There’s a lot of “just happens” here, and none of this activity has been secretly orchestrated, as in a Christopher Nolan plot. But stranger things have occurred in life, so we’ll put this implausible pileup of coincidences to rest. Besides, it’s more rewarding to imbibe Williams’ ever-shifting mien, a mask covering a performance of intense interiority.
The film opens as she cooks a meal in her sun-dappled home, the camera sliding in and out of focus, watching as her aproned form sinks to the hardwood floor and stares into oblivion with a helpless look that says “Save me.” Later, while watching Daniel sleep on the airplane, she gazes forlornly at the fantasy he represents – imagining, as most of have at one time or another, the possibly of another life.
Polley is a better director than she is a screenwriter. Her characters have a habit of psychoanalyzing themselves with enviable clarity. “I don’t like being in between things,” explains Margot, after informing Daniel of her strange phobia of connecting flights. “I’m afraid of being afraid.”
Such statements may eventually result after several therapy sessions, but in Take This Waltz, three of the four above-the-title actors (Sarah Silverman, as Lou’s alcoholic sister, is the fourth) diagnose themselves with striking lucidity, in effect reciting their characters’ subtext and doing the job us critics are supposed to do.
This may be a rookie mistake for Polley; this is only her second feature screenplay after Away From Her, a love triangle of a different sort. But behind the camera, she has the vision of a seasoned pro. She fosters extraordinary chemistry between Williams and Rogen, whose infectious rapport is undermined by the fragile gnaw of disconnection – of their marital tether gradually coming loose.
The solid ground of their quaint home has suddenly become a battlefield of eggshells, and every conversation feels loaded with pregnant, unspoken meaning, or the perception of meaning. Left to watch (and cook) as his wife drifts away from him, Rogen reveals a tortured emotional core that he merely hinted at expressing in 50/50; it might be his best performance yet.

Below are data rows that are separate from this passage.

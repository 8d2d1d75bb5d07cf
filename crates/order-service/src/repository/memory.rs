//! 内存存储
//!
//! 使用 DashMap 与按活动划分的异步互斥锁实现的事务型存储，语义对齐 PostgreSQL 实现：
//!
//! - 行锁由事务持有，直到 commit、rollback 或 drop
//! - Optimistic 读取不持锁，条件扣减时取锁（与 UPDATE 的行锁行为一致）
//! - 写入先暂存在事务内，commit 时在持有行锁的情况下一次性生效
//!
//! 适用于测试和本地开发，另提供故障注入以验证事务原子性。

use std::collections::HashMap;
use std::sync::Arc;

use async_trait::async_trait;
use chrono::Utc;
use dashmap::DashMap;
use parking_lot::Mutex;
use tokio::sync::{Mutex as AsyncMutex, OwnedMutexGuard};
use uuid::Uuid;

use super::traits::{
    EventRepositoryTrait, OrderRepositoryTrait, ReservationRepositoryTrait, ReservationTransaction,
};
use crate::IsolationStrategy;
use crate::error::{StoreError, StoreResult};
use crate::models::{Event, EventInventory, Order, OrderStatus};

/// 注入的故障，每项只生效一次（conflicts 按次数递减）
#[derive(Debug, Default)]
struct Faults {
    fail_begin: bool,
    fail_insert: bool,
    fail_decrement: bool,
    fail_commit: bool,
    conflicts: u32,
}

#[derive(Default)]
struct Inner {
    events: DashMap<Uuid, Arc<AsyncMutex<Event>>>,
    orders: DashMap<Uuid, Order>,
    faults: Mutex<Faults>,
}

/// 内存事务存储
///
/// 同时实现下单事务、订单查询和活动读取三个仓储接口，Clone 后共享同一份数据。
#[derive(Clone, Default)]
pub struct InMemoryStore {
    inner: Arc<Inner>,
}

impl InMemoryStore {
    /// 创建新的内存存储实例
    pub fn new() -> Self {
        Self::default()
    }

    // ==================== 数据准备 ====================

    /// 写入或覆盖活动
    pub fn insert_event(&self, event: Event) {
        self.inner
            .events
            .insert(event.id, Arc::new(AsyncMutex::new(event)));
    }

    /// 读取活动当前值，若该行被事务锁定则等待
    pub async fn event_snapshot(&self, id: Uuid) -> Option<Event> {
        let row = self.row(id)?;
        let guard = row.lock().await;
        Some(guard.clone())
    }

    /// 活动的已提交订单
    pub fn orders_for_event(&self, event_id: Uuid) -> Vec<Order> {
        self.inner
            .orders
            .iter()
            .filter(|entry| entry.value().event_id == event_id)
            .map(|entry| entry.value().clone())
            .collect()
    }

    /// 已提交订单总数
    pub fn order_count(&self) -> usize {
        self.inner.orders.len()
    }

    /// 模拟另一个事务持有活动行锁，guard 释放前该行的锁定读取会阻塞
    pub async fn lock_event(&self, id: Uuid) -> Option<OwnedMutexGuard<Event>> {
        let row = self.row(id)?;
        Some(row.lock_owned().await)
    }

    // ==================== 故障注入 ====================

    /// 下一次 begin 失败
    pub fn fail_next_begin(&self) {
        self.inner.faults.lock().fail_begin = true;
    }

    /// 下一次订单写入失败
    pub fn fail_next_insert(&self) {
        self.inner.faults.lock().fail_insert = true;
    }

    /// 下一次库存扣减失败
    pub fn fail_next_decrement(&self) {
        self.inner.faults.lock().fail_decrement = true;
    }

    /// 下一次提交失败
    pub fn fail_next_commit(&self) {
        self.inner.faults.lock().fail_commit = true;
    }

    /// 接下来 n 次条件扣减报告并发冲突
    pub fn force_conflicts(&self, n: u32) {
        self.inner.faults.lock().conflicts = n;
    }

    fn row(&self, id: Uuid) -> Option<Arc<AsyncMutex<Event>>> {
        // 克隆 Arc 后立即释放 DashMap 分片锁，不能跨 await 持有
        self.inner.events.get(&id).map(|entry| entry.value().clone())
    }

    fn take_fault(&self, pick: impl FnOnce(&mut Faults) -> bool) -> bool {
        pick(&mut self.inner.faults.lock())
    }
}

// ==================== 下单事务 ====================

#[async_trait]
impl ReservationRepositoryTrait for InMemoryStore {
    async fn begin(&self) -> StoreResult<Box<dyn ReservationTransaction>> {
        if self.take_fault(|f| std::mem::take(&mut f.fail_begin)) {
            return Err(StoreError::Unavailable("injected begin failure".to_string()));
        }

        Ok(Box::new(MemoryTransaction {
            store: self.clone(),
            locks: HashMap::new(),
            pending_orders: Vec::new(),
            pending_available: HashMap::new(),
        }))
    }
}

/// 内存事务
///
/// drop 时释放所有行锁并丢弃暂存写入，等同于回滚
struct MemoryTransaction {
    store: InMemoryStore,
    locks: HashMap<Uuid, OwnedMutexGuard<Event>>,
    pending_orders: Vec<Order>,
    pending_available: HashMap<Uuid, i32>,
}

impl MemoryTransaction {
    /// 获取（或复用已持有的）行锁
    async fn lock_row(&mut self, event_id: Uuid) -> Option<&mut OwnedMutexGuard<Event>> {
        if !self.locks.contains_key(&event_id) {
            let row = self.store.row(event_id)?;
            let guard = row.lock_owned().await;
            self.locks.insert(event_id, guard);
        }
        self.locks.get_mut(&event_id)
    }
}

#[async_trait]
impl ReservationTransaction for MemoryTransaction {
    async fn get_event_for_update(
        &mut self,
        event_id: Uuid,
        strategy: IsolationStrategy,
    ) -> StoreResult<Option<EventInventory>> {
        let mut inventory = match strategy {
            IsolationStrategy::RowLock => match self.lock_row(event_id).await {
                Some(guard) => guard.inventory(),
                None => return Ok(None),
            },
            IsolationStrategy::Optimistic => match self.locks.get(&event_id) {
                Some(guard) => guard.inventory(),
                None => match self.store.row(event_id) {
                    Some(row) => {
                        let guard = row.lock().await;
                        guard.inventory()
                    }
                    None => return Ok(None),
                },
            },
        };

        // 本事务已暂存的扣减对自己可见
        if let Some(pending) = self.pending_available.get(&event_id) {
            inventory.available_tickets = *pending;
        }

        Ok(Some(inventory))
    }

    async fn decrement_available(
        &mut self,
        event_id: Uuid,
        expected: i32,
        new_available: i32,
    ) -> StoreResult<bool> {
        if self.store.take_fault(|f| std::mem::take(&mut f.fail_decrement)) {
            return Err(StoreError::Unavailable(
                "injected decrement failure".to_string(),
            ));
        }
        if self.store.take_fault(|f| {
            if f.conflicts > 0 {
                f.conflicts -= 1;
                true
            } else {
                false
            }
        }) {
            return Ok(false);
        }
        if new_available < 0 {
            return Err(StoreError::Unavailable(format!(
                "check constraint violated: available_tickets = {}",
                new_available
            )));
        }

        let current = match self.lock_row(event_id).await {
            Some(guard) => guard.available_tickets,
            None => return Ok(false),
        };
        let current = self.pending_available.get(&event_id).copied().unwrap_or(current);

        if current != expected {
            return Ok(false);
        }

        self.pending_available.insert(event_id, new_available);
        Ok(true)
    }

    async fn insert_order(&mut self, order: &Order) -> StoreResult<()> {
        if self.store.take_fault(|f| std::mem::take(&mut f.fail_insert)) {
            return Err(StoreError::Unavailable("injected insert failure".to_string()));
        }
        if self.store.row(order.event_id).is_none() {
            return Err(StoreError::Unavailable(format!(
                "foreign key violated: event {} does not exist",
                order.event_id
            )));
        }

        self.pending_orders.push(order.clone());
        Ok(())
    }

    async fn commit(self: Box<Self>) -> StoreResult<()> {
        if self.store.take_fault(|f| std::mem::take(&mut f.fail_commit)) {
            return Err(StoreError::Unavailable("injected commit failure".to_string()));
        }

        let MemoryTransaction {
            store,
            mut locks,
            pending_orders,
            pending_available,
        } = *self;

        // 扣减只会发生在本事务已持有行锁的行上
        for (event_id, available) in pending_available {
            if let Some(guard) = locks.get_mut(&event_id) {
                guard.available_tickets = available;
                guard.updated_at = Utc::now();
            }
        }

        for order in pending_orders {
            store.inner.orders.insert(order.id, order);
        }

        // 订单可见后才释放行锁
        drop(locks);
        Ok(())
    }

    async fn rollback(self: Box<Self>) -> StoreResult<()> {
        Ok(())
    }
}

// ==================== 查询仓储 ====================

#[async_trait]
impl OrderRepositoryTrait for InMemoryStore {
    async fn get_order(&self, id: Uuid) -> StoreResult<Option<Order>> {
        Ok(self.inner.orders.get(&id).map(|entry| entry.value().clone()))
    }

    async fn list_orders_by_buyer(&self, buyer_id: Uuid) -> StoreResult<Vec<Order>> {
        let mut orders: Vec<Order> = self
            .inner
            .orders
            .iter()
            .filter(|entry| entry.value().buyer_id == buyer_id)
            .map(|entry| entry.value().clone())
            .collect();
        orders.sort_by(|a, b| b.created_at.cmp(&a.created_at).then(b.id.cmp(&a.id)));
        Ok(orders)
    }

    async fn list_orders_by_event(&self, event_id: Uuid) -> StoreResult<Vec<Order>> {
        let mut orders = self.orders_for_event(event_id);
        orders.sort_by(|a, b| b.created_at.cmp(&a.created_at).then(b.id.cmp(&a.id)));
        Ok(orders)
    }

    async fn update_order_status(
        &self,
        id: Uuid,
        status: OrderStatus,
    ) -> StoreResult<Option<Order>> {
        Ok(self.inner.orders.get_mut(&id).map(|mut entry| {
            entry.status = status;
            entry.clone()
        }))
    }

    async fn delete_order(&self, id: Uuid) -> StoreResult<bool> {
        Ok(self.inner.orders.remove(&id).is_some())
    }
}

#[async_trait]
impl EventRepositoryTrait for InMemoryStore {
    async fn get_event(&self, id: Uuid) -> StoreResult<Option<Event>> {
        Ok(self.event_snapshot(id).await)
    }
}

#[cfg(test)]
mod tests {
    use super::*;
    use rust_decimal::Decimal;

    use crate::models::EventStatus;

    fn event(available: i32) -> Event {
        let now = Utc::now();
        Event {
            id: Uuid::new_v4(),
            venue_id: Uuid::new_v4(),
            organizer_id: Uuid::new_v4(),
            title: "Jazz Night".to_string(),
            description: None,
            event_date: now,
            ticket_price: Decimal::new(1000, 2),
            available_tickets: available,
            total_tickets: 10,
            status: EventStatus::Active,
            created_at: now,
            updated_at: now,
        }
    }

    #[tokio::test]
    async fn test_uncommitted_writes_are_invisible() {
        let store = InMemoryStore::new();
        let ev = event(10);
        let event_id = ev.id;
        store.insert_event(ev);

        let mut tx = store.begin().await.unwrap();
        tx.get_event_for_update(event_id, IsolationStrategy::RowLock)
            .await
            .unwrap();
        let order = Order::pending(Uuid::new_v4(), event_id, 2, Decimal::new(2000, 2));
        tx.insert_order(&order).await.unwrap();
        assert!(tx.decrement_available(event_id, 10, 8).await.unwrap());
        drop(tx);

        assert_eq!(store.order_count(), 0);
        assert_eq!(store.event_snapshot(event_id).await.unwrap().available_tickets, 10);
    }

    #[tokio::test]
    async fn test_commit_applies_both_writes() {
        let store = InMemoryStore::new();
        let ev = event(10);
        let event_id = ev.id;
        store.insert_event(ev);

        let mut tx = store.begin().await.unwrap();
        tx.get_event_for_update(event_id, IsolationStrategy::Optimistic)
            .await
            .unwrap();
        let order = Order::pending(Uuid::new_v4(), event_id, 2, Decimal::new(2000, 2));
        tx.insert_order(&order).await.unwrap();
        assert!(tx.decrement_available(event_id, 10, 8).await.unwrap());
        tx.commit().await.unwrap();

        assert_eq!(store.order_count(), 1);
        assert_eq!(store.event_snapshot(event_id).await.unwrap().available_tickets, 8);
    }

    #[tokio::test]
    async fn test_stale_expected_value_is_a_conflict() {
        let store = InMemoryStore::new();
        let ev = event(10);
        let event_id = ev.id;
        store.insert_event(ev);

        let mut tx = store.begin().await.unwrap();
        assert!(!tx.decrement_available(event_id, 9, 8).await.unwrap());
    }

    #[tokio::test]
    async fn test_missing_event_reads_as_none() {
        let store = InMemoryStore::new();
        let mut tx = store.begin().await.unwrap();
        let found = tx
            .get_event_for_update(Uuid::new_v4(), IsolationStrategy::RowLock)
            .await
            .unwrap();
        assert!(found.is_none());
    }
}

Margot will either leave Lou, or she won’t. Polley does, eventually, take a position on the issue, but it doesn’t matter, not for Margot anyway. The movie resonates as well as it does because of the character’s constant halo of despair and loneliness, no matter who she happens to share a bed with. For damaged people, when fantasies become reality, they cease to be fantasies, lose their excitement, and leave the thrill-seeker once again lost between connections, looking for the next life like a junkie graduating to the next drug.
In the best moment in the film, Margot and Daniel are concluding a clandestine “date” on a strobe-lit thrill ride in a entertainment complex, to the strains of Video Killed the Radio Star (appropriately enough, a song about one era extinguishing a previous one). The music, the ride and the fantasy stop, mid-verse and mid-swing, leaving the couple bathed in the harsh light of their new reality.
TAKE THIS WALTZ. Director: Sarah Polley; Cast: Michelle Williams, Luke Kirby, Seth Rogen, Sarah Silverman; Distributor: Magnolia; Rating: R; Opens: Friday at Living Room Theaters at FAU, Lake Worth Playhouse, Cinema Paradiso in Fort Lauderdale, The Tower Theatre in Miami, Bill Cosford Cinema at the University of Miami.